** WHAT YOU ARE ASKED TO DO **
Using the listing below, copy exactly the lines from the one containing "in-memory transactional store." to the one containing "can replay exactly", both lines included, and no others.

Top of INFORMATION GIVEN

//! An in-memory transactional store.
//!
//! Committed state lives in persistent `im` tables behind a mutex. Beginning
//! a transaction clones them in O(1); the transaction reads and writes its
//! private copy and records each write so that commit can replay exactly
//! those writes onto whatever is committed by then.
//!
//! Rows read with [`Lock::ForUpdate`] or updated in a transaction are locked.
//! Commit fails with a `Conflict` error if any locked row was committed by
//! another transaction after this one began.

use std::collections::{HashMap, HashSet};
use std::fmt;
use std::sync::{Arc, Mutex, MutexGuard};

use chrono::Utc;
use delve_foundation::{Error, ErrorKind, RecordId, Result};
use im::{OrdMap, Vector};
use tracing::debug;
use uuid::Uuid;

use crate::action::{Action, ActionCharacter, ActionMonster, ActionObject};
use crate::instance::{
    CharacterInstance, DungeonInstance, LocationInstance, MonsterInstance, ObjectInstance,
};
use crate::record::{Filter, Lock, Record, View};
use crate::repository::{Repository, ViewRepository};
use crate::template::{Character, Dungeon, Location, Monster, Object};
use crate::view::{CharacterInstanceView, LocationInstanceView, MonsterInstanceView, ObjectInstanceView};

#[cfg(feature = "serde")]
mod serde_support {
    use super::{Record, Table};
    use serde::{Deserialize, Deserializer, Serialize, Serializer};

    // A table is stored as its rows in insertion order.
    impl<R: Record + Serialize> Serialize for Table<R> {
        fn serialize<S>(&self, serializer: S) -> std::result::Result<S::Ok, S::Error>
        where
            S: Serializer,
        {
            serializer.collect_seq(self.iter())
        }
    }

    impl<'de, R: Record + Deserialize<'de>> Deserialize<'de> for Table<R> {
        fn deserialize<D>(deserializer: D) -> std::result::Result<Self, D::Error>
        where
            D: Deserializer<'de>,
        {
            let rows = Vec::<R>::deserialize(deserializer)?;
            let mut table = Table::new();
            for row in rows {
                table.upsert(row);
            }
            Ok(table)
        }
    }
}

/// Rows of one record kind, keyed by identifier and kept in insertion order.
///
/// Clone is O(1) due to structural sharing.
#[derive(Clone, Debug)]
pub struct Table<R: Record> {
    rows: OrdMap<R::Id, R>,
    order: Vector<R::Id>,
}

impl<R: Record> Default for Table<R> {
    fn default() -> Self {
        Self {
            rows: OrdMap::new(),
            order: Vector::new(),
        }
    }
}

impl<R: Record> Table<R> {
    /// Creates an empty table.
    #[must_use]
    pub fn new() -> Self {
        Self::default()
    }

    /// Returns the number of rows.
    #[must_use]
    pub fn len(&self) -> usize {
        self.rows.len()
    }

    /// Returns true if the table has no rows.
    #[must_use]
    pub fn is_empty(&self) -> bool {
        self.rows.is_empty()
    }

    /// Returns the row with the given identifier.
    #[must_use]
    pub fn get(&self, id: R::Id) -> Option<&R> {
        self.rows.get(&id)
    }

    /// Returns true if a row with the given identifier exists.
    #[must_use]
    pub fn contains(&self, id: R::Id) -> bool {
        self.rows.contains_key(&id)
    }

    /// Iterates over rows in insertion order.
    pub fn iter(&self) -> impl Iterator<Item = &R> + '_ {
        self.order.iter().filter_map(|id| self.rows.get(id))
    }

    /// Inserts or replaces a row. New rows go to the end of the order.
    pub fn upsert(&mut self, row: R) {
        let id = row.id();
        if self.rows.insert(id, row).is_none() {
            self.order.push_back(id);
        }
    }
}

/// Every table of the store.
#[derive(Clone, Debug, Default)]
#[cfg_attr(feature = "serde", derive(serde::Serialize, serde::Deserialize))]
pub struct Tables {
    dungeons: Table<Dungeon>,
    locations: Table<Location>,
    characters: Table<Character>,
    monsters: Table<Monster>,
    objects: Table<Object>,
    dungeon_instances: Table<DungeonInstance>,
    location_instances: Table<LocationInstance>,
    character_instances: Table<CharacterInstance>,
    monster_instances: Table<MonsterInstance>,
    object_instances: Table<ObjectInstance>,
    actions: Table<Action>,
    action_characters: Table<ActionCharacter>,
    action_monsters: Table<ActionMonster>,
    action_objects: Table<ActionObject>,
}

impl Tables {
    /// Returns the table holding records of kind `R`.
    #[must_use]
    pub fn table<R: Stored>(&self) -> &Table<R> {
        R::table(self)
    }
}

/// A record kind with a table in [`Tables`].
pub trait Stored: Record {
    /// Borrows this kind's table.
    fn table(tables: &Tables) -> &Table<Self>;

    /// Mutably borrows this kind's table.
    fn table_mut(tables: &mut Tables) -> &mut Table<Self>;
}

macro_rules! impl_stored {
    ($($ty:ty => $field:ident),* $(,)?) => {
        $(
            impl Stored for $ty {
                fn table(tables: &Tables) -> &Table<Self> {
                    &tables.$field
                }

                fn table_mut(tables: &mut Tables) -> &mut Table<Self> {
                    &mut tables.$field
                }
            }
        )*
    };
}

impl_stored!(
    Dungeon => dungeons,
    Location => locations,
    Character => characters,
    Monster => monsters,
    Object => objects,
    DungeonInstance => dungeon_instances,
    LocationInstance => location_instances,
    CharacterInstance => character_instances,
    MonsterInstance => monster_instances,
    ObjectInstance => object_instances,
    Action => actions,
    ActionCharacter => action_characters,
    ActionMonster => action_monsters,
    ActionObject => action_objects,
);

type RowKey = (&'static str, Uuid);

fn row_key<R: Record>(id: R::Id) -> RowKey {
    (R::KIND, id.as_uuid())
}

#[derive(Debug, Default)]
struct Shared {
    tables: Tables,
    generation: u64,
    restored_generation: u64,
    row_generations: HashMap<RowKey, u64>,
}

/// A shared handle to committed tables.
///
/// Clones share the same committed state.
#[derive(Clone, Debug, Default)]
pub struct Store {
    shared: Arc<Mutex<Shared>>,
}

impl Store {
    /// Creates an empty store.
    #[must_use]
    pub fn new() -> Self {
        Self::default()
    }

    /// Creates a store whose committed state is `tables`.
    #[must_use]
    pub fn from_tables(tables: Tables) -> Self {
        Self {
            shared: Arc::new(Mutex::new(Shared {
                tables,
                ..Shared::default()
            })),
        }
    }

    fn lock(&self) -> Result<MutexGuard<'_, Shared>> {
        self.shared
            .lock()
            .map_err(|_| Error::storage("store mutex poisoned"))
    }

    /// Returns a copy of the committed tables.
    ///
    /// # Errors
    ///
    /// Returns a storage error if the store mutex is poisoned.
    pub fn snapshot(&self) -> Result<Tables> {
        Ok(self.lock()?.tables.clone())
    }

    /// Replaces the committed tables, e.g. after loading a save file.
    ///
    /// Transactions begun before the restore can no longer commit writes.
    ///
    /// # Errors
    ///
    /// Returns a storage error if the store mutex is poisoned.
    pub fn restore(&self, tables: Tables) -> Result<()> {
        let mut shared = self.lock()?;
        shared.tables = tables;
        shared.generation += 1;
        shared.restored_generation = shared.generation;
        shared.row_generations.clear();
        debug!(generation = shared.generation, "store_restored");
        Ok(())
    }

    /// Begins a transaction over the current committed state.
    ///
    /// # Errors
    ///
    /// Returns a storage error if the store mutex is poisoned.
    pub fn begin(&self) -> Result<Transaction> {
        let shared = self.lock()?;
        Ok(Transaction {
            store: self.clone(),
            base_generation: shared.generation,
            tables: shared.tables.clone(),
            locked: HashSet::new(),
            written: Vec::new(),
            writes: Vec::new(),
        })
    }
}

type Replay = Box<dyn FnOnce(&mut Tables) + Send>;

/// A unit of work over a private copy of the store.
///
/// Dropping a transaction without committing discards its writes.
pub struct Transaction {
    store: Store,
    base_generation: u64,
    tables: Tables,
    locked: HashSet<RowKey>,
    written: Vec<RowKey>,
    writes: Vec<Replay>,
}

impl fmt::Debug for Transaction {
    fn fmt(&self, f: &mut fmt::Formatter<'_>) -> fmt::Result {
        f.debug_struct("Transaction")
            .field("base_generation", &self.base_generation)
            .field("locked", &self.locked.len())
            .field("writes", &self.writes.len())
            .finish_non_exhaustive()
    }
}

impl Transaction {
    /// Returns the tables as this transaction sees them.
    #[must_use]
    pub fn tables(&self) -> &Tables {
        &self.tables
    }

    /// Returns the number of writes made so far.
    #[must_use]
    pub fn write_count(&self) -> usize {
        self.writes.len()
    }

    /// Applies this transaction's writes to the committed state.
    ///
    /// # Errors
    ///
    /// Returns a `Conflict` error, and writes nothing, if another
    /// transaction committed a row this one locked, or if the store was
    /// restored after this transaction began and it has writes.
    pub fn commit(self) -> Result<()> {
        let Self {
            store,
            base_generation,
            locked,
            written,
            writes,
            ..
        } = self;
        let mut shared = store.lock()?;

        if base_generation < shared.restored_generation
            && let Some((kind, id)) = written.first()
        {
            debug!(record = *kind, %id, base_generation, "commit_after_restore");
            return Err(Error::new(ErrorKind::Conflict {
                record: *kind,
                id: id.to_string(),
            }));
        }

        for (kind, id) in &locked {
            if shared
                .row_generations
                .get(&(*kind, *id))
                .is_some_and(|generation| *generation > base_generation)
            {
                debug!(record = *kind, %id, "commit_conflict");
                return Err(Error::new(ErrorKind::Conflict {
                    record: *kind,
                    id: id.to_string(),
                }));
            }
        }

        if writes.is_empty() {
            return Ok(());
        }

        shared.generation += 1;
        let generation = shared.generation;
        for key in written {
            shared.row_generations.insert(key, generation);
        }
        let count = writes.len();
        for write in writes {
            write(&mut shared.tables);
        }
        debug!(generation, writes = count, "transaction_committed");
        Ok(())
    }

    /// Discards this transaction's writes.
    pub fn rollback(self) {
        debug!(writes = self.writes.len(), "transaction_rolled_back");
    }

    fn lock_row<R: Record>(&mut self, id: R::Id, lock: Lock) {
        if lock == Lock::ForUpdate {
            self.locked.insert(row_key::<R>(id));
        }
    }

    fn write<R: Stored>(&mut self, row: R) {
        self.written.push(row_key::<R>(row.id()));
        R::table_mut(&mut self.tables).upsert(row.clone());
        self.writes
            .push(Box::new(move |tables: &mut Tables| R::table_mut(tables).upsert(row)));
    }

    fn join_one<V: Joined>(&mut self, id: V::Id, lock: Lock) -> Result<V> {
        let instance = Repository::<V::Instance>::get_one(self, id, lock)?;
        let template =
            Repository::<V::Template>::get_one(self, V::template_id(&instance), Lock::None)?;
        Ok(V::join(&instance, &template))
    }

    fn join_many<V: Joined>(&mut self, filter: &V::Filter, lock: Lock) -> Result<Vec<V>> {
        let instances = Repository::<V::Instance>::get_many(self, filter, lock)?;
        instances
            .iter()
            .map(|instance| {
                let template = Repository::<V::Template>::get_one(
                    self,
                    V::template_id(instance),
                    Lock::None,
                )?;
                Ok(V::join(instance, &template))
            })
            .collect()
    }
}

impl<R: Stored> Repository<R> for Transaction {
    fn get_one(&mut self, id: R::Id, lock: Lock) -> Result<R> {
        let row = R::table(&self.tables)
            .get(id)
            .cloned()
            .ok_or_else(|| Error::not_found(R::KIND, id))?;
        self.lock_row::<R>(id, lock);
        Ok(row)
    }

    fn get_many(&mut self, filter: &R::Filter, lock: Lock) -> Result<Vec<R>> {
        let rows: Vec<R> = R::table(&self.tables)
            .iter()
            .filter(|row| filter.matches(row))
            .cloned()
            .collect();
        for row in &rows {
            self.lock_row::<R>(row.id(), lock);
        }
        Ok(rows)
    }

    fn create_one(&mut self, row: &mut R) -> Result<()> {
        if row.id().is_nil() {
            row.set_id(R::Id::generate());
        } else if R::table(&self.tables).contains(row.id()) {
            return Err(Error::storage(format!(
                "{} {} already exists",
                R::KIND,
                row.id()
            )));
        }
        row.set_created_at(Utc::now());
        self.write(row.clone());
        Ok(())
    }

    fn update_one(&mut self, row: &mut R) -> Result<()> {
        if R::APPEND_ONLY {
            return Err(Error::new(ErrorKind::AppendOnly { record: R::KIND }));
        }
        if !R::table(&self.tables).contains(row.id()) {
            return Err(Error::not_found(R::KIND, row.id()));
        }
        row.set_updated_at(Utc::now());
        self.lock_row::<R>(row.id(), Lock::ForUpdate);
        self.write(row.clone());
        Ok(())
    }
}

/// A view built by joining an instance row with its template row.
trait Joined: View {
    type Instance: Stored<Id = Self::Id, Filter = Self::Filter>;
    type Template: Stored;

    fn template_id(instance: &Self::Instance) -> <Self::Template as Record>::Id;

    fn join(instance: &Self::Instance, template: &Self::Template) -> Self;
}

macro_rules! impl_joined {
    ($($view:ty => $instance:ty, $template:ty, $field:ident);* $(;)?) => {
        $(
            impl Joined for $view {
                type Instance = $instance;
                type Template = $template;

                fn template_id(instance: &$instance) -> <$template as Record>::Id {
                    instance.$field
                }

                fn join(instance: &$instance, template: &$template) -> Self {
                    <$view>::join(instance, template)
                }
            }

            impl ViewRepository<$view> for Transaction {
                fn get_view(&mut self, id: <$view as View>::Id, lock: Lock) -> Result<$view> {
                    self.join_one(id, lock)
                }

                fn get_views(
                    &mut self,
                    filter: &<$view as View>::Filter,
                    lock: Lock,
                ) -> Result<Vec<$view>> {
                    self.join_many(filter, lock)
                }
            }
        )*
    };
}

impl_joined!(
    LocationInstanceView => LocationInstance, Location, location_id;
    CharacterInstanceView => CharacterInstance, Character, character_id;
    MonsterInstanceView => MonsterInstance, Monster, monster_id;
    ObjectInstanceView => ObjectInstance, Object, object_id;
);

Bottom of INFORMATION GIVEN
Top of INFORMATION GIVEN

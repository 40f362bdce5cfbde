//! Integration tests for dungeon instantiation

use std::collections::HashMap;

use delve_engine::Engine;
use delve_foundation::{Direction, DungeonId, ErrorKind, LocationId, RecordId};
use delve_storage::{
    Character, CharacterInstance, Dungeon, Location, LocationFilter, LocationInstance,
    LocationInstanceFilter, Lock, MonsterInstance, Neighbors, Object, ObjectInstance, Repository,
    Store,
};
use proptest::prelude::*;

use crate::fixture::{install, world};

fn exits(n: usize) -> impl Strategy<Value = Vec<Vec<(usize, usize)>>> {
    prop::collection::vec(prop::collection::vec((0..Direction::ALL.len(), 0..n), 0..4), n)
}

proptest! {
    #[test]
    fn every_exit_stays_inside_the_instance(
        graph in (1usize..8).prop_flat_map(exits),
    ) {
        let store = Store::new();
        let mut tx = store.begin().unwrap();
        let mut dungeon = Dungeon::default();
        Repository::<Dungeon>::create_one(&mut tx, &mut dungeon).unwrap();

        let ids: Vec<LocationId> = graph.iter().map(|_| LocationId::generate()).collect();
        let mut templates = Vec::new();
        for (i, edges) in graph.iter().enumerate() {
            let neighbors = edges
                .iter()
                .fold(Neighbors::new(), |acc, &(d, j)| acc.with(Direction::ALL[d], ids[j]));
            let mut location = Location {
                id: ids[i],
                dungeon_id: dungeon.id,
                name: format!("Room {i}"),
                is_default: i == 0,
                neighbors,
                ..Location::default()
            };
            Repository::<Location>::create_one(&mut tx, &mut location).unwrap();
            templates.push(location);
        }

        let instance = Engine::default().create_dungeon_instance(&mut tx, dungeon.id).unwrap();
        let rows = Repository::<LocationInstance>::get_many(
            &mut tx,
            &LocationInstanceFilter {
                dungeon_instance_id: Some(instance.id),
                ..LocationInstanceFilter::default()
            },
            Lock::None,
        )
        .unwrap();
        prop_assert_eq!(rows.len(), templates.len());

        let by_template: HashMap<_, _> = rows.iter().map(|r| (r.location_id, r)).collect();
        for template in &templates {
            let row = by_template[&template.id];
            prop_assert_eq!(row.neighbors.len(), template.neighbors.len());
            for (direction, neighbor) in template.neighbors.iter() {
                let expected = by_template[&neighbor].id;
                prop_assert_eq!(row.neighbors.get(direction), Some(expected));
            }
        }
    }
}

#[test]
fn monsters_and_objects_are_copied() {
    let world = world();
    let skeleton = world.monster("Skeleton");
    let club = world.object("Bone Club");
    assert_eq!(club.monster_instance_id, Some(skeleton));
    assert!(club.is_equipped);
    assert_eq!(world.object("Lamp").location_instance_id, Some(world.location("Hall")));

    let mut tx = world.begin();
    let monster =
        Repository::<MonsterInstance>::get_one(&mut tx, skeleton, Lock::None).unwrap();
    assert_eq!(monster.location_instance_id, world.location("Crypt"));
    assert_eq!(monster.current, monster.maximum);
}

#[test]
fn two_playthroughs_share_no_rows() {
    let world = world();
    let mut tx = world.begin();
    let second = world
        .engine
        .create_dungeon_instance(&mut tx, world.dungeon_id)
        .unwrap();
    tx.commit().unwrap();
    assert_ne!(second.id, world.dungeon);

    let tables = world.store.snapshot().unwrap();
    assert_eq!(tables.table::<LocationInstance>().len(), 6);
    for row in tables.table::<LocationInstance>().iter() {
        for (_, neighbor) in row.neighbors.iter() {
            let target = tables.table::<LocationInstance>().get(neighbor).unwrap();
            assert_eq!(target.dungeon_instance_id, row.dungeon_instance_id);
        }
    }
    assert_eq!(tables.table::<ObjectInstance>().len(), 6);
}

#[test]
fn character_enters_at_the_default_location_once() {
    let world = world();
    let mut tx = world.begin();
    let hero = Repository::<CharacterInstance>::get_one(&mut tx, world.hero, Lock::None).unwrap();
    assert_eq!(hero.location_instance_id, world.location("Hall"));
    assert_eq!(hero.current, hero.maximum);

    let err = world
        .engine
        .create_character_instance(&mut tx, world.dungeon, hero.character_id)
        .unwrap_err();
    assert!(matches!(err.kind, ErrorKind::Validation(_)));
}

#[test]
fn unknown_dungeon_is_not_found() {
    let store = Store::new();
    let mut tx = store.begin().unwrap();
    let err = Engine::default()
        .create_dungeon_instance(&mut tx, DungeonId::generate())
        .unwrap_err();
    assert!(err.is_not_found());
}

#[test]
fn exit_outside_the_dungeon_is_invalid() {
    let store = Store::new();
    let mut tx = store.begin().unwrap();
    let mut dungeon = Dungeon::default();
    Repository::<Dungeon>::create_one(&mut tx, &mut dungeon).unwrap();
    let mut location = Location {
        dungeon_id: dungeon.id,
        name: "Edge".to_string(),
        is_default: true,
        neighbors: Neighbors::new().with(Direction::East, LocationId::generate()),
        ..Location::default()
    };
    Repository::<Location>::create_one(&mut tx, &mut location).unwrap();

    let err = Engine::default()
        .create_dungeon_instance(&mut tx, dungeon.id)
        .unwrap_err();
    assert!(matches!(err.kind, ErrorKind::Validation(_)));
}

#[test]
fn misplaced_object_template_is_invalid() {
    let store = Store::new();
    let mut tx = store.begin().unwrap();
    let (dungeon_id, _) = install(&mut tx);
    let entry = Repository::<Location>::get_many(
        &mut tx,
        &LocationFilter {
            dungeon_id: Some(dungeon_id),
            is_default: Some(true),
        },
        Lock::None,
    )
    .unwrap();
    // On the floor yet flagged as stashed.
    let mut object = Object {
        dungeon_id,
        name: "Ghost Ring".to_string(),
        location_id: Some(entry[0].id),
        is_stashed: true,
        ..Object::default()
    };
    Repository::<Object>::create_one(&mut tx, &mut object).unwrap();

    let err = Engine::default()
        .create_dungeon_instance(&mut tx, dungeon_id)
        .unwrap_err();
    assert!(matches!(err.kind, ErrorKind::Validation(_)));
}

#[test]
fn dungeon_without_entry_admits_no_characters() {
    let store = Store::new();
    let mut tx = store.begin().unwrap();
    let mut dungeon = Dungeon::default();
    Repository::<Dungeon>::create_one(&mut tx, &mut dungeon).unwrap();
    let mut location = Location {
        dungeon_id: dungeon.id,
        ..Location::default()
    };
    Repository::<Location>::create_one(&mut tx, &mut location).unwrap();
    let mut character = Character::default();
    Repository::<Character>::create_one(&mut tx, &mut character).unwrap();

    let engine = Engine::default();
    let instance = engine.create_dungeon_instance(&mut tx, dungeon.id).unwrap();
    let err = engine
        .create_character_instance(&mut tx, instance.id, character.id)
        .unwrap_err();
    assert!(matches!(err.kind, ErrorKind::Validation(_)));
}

Bottom of INFORMATION GIVEN

** SOLUTION FOR THIS TASK **
//! An in-memory transactional store.
//!
//! Committed state lives in persistent `im` tables behind a mutex. Beginning
//! a transaction clones them in O(1); the transaction reads and writes its
//! private copy and records each write so that commit can replay exactly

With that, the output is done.